8/1/98... The experiment referred to below was:trying to get off prescription drugs for depression/anxiety by substituting herbs. I learned a couple of things over the last six weeks and hereby force you to listen while I tell you about it.I was using nortriptyline and fluoxetine for depression as well as dalmane and inderal for panic/anxiety.I attempted to substitute St.John's Wort for depression and Kava Kava for panic/anxiety. St.John's Wort is probably somewhat effective for mild depression.It is mildly stimulating and may aggravate anxiety/panic problems.It is not as potent against depression(in my case) as prescription drugs. Kava Kava is a deceptively potent antianxiety agent and can aggravate depressive symptoms.I think it definitely has value in acute situations,such as a panic episode,but prolonged use seems to intensify indigenous depression. The use of either of these herbs concurrently with prescription medications can possibly lead to peculiar effects and should be watched carefully. What do I plan to do?So far I have not resumed taking the Dalmane or Inderal.For episodic panic or anxiety I think Kava Kava,used with disgression,may be a viable alternative. St.John's Wort doesn't seem to be a "kick-ass" alternative to prescription antidepressants,at least for MAJOR depression.So I have resumed the nortriptyline and fluoxetine,at the risk of being deemed "flaky" by the general public. Got a picture of my new grand-daughter,Stefeni,today...she looks alot like her sister,totally cute.

7/21/98...I give up!Trying to get off the prescriptions is depressing the hell out of me.I declare this experiment over and done with.Life in this place should not be this hellish.If I am out of my mind but less tortured,so be it.Deal with it.

7/15/98...Still here,have given up all the prescriptions and while I seem to be in a more normal state of mind,my normal state does not contain much in the way of energy.Not an awful lot of motivation and thus alot of time between updates.
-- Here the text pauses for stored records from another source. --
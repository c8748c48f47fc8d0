use std::{cmp::Ordering, fmt, sync::OnceLock};

use regex::Regex;
use serde::{Deserialize, Serialize};

use crate::{
    drift::{DriftReport, Reconcile, Reconciler},
    model::ServerConnection,
    IrmcError,
};

#[serde_with::skip_serializing_none]
#[derive(Debug, Serialize, Deserialize, Clone, Eq, Default)]
#[serde(rename_all = "PascalCase")]
pub struct ManagerAccount {
    pub id: Option<String>,

    #[serde(rename = "UserName")]
    pub username: String,

    // A RoleId converted to string
    pub role_id: String,

    pub name: Option<String>,
    pub description: Option<String>,
    pub enabled: Option<bool>,
    pub locked: Option<bool>,
}

impl Ord for ManagerAccount {
    fn cmp(&self, other: &Self) -> Ordering {
        self.id.cmp(&other.id)
    }
}

impl PartialOrd for ManagerAccount {
    fn partial_cmp(&self, other: &Self) -> Option<Ordering> {
        Some(self.cmp(other))
    }
}

impl PartialEq for ManagerAccount {
    fn eq(&self, other: &ManagerAccount) -> bool {
        self.id == other.id
    }
}

/// Predefined iRMC roles. Anything else is passed through as `Oem`.
#[derive(Debug, Serialize, Deserialize, Clone, PartialEq, Eq)]
pub enum AccountRole {
    Administrator,
    Operator,
    ReadOnly,
    #[serde(untagged)]
    Oem(String),
}

impl fmt::Display for AccountRole {
    fn fmt(&self, f: &mut fmt::Formatter<'_>) -> fmt::Result {
        match self {
            AccountRole::Oem(role) => f.write_str(role),
            _ => fmt::Debug::fmt(self, f),
        }
    }
}

fn username_pattern() -> &'static Regex {
    static RE: OnceLock<Regex> = OnceLock::new();
    RE.get_or_init(|| Regex::new(r"^[A-Za-z0-9_.\-]{1,16}$").unwrap())
}

/// A local iRMC user.
#[derive(Serialize, Deserialize, Clone)]
pub struct UserAccountConfig {
    pub id: Option<String>,
    pub server: ServerConnection,
    pub username: String,
    // Write-only. The BMC never returns it, so it takes no part in drift.
    pub password: String,
    pub role_id: AccountRole,
    /// Left unset, the account state on the BMC is not checked
    #[serde(default, skip_serializing_if = "Option::is_none")]
    pub enabled: Option<bool>,
}

impl fmt::Debug for UserAccountConfig {
    fn fmt(&self, f: &mut fmt::Formatter<'_>) -> fmt::Result {
        f.debug_struct("UserAccountConfig")
            .field("id", &self.id)
            .field("server", &self.server)
            .field("username", &self.username)
            .field("password", &"<redacted>")
            .field("role_id", &self.role_id)
            .field("enabled", &self.enabled)
            .finish()
    }
}

impl UserAccountConfig {
    pub fn validate(&self) -> Result<(), IrmcError> {
        self.server.validate()?;
        if !username_pattern().is_match(&self.username) {
            return Err(IrmcError::invalid_value(
                "username",
                "1 to 16 characters out of letters, digits, '_', '.' and '-'",
            ));
        }
        if self.password.is_empty() {
            return Err(IrmcError::invalid_value("password", "must not be empty"));
        }
        Ok(())
    }
}

impl Reconcile for UserAccountConfig {
    type Observed = ManagerAccount;

    fn reconcile(
        &self,
        observed: &ManagerAccount,
        reconciler: &Reconciler,
    ) -> Result<DriftReport, IrmcError> {
        self.validate()?;
        let mut report = DriftReport::new(&format!(
            "account {}",
            observed.id.as_deref().unwrap_or(&observed.username)
        ));
        reconciler.compare_exact(
            &mut report,
            "username",
            Some(self.username.as_str()),
            Some(observed.username.as_str()),
        );
        let role = self.role_id.to_string();
        reconciler.compare_exact(
            &mut report,
            "role_id",
            Some(role.as_str()),
            Some(observed.role_id.as_str()),
        );
        reconciler.compare_exact(
            &mut report,
            "enabled",
            self.enabled.as_ref(),
            observed.enabled.as_ref(),
        );
        Ok(report)
    }
}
The hottest summer in 400 years and where am I?ARIZONA! I narrowly missed my chance to return to the Oregon coast;they called,ready to go,AFTER I had paid rent and I couldn't afford to go.Curses! Since the old brain doesn't function when the ambient temperature exceeds 80 degrees,I can think of nothing to add. Oh,yeah...Stefeni entered the world July 2nd,looks like her sister and all is well. Stay cool.